Page:Revue des Deux Mondes - 1895 - tome 129.djvu/730

Le texte de cette page a été corrigé et est conforme au fac-similé.

Elle le regardait avec une sorte de timidité, sans trouver autre chose à dire ; mais elle avait dans ses yeux une attente manifeste. Et George sentait son cœur se serrer d’une pitié anxieuse. Il pensait : « Cette misérable créature tombée jusqu’aux plus basses dégradations de la nature humaine, cette pauvre bigote gourmande, je lui suis attaché par les liens du sang, je suis de la même race qu’elle ! »

Une inquiétude visible avait pris tante Joconde ; ses yeux étaient devenus presque impudens. Et elle répétait :

— Ainsi… ainsi…

— Oh ! pardon ! tante Joconde, dit-il enfin avec un effort pénible. Cette fois, j’ai oublié de t’apporter des bonbons.

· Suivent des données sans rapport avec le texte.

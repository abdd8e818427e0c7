//! # Similarity
//!
//! Normalized string similarity on a 0..=100 scale. Two metrics are distinguished:
//! an order-sensitive matched-character ratio and an order-insensitive variant that sorts
//! whitespace tokens before taking the ratio.

use serde::{Deserialize, Serialize};
use std::fmt;

/// Similarity score in `0..=100`.
pub type Score = u8;

#[derive(Debug, Clone, Copy, PartialEq, Eq, Hash, Serialize, Deserialize, Default)]
#[serde(rename_all = "kebab-case")]
pub enum SimilarityMetric {
    /// Matched-character ratio over the strings as given.
    #[default]
    Ratio,
    /// Ratio after sorting the whitespace-separated tokens alphabetically.
    TokenSortRatio,
}

impl SimilarityMetric {
    pub fn score(self, a: &str, b: &str) -> Score {
        match self {
            SimilarityMetric::Ratio => ratio(a, b),
            SimilarityMetric::TokenSortRatio => token_sort_ratio(a, b),
        }
    }
}

impl fmt::Display for SimilarityMetric {
    fn fmt(&self, f: &mut fmt::Formatter<'_>) -> fmt::Result {
        match self {
            SimilarityMetric::Ratio => f.write_str("ratio"),
            SimilarityMetric::TokenSortRatio => f.write_str("token-sort-ratio"),
        }
    }
}

/// Matched-character similarity scaled to 0..=100: `2 * M / T`, where `M` is the
/// longest common subsequence and `T` the combined length. Halves round to even.
///
/// An empty operand scores 0.
pub fn ratio(a: &str, b: &str) -> Score {
    if a.is_empty() || b.is_empty() {
        return 0;
    }
    let a: Vec<char> = a.chars().collect();
    let b: Vec<char> = b.chars().collect();
    let matches = lcs_length(&a, &b);
    let similarity = 2.0 * matches as f64 / (a.len() + b.len()) as f64;
    (similarity * 100.0).round_ties_even().clamp(0.0, 100.0) as Score
}

/// LCS length over two rows.
fn lcs_length(a: &[char], b: &[char]) -> usize {
    let mut prev = vec![0usize; b.len() + 1];
    let mut curr = vec![0usize; b.len() + 1];
    for &ca in a {
        for (j, &cb) in b.iter().enumerate() {
            curr[j + 1] = if ca == cb {
                prev[j] + 1
            } else {
                curr[j].max(prev[j + 1])
            };
        }
        std::mem::swap(&mut prev, &mut curr);
    }
    prev[b.len()]
}

/// [`ratio`] over the alphabetically sorted tokens of each side.
pub fn token_sort_ratio(a: &str, b: &str) -> Score {
    ratio(&sorted_tokens(a), &sorted_tokens(b))
}

fn sorted_tokens(text: &str) -> String {
    let mut tokens: Vec<&str> = text.split_whitespace().collect();
    tokens.sort_unstable();
    tokens.join(" ")
}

Le visage de la vieille changea, comme si elle eût été sur le point de se trouver mal ; ses yeux s’éteignirent ; elle balbutia :

— Cela ne fait rien…

— Mais je t’en donnerai demain, ajouta George en manière de consolation, avec un serrement de cœur. Je t’en donnerai ; puis, j’écrirai…

La vieille se ranimait. Elle dit, très vite :

— Tu sais, aux Ursulines… on en trouve.

Un silence suivit, pendant lequel elle eut sans doute l’avant-goût des délices du lendemain ; car sa bouche édentée fit entendre le petit bruit qu’on fait en ravalant la salive surabondante.

— Mon pauvre George !… Oh ! si je n’avais pas mon George !… Vois-tu ? Ce qui arrive dans cette maison c’est un châtiment du Ciel… Mais va donc, va sur le balcon regarder les vases. C’est moi, moi seule qui les arrose ; je pense toujours à George, moi ! Auparavant, j’avais Démétrius, mais je n’ai que toi aujourd’hui.

Elle se leva, prit son neveu par la main et le conduisit à l’un des balcons. Elle lui montra les vases florissans ; elle cueillit une feuille de bergamote et la lui tendit. Elle se baissa pour tâter si la terre était sèche.

— Attends ! dit-elle.

— Où vas-tu ! tante Joconde ?

— Attends !

Elle s’éloigna de son pas boiteux, sortit de la chambre, rentra une minute après avec un broc plein, qu’elle avait peine à porter.

— Mais, ma tante, pourquoi faire cette besogne ? pourquoi te donner cette peine ?

— Les vases ont besoin d’eau. Si je n’y pensais pas, qui donc y penserait ?

Elle arrosa les vases. Sa respiration était très oppressée, et le halètement rauque de cette poitrine sénile faisait mal au jeune homme.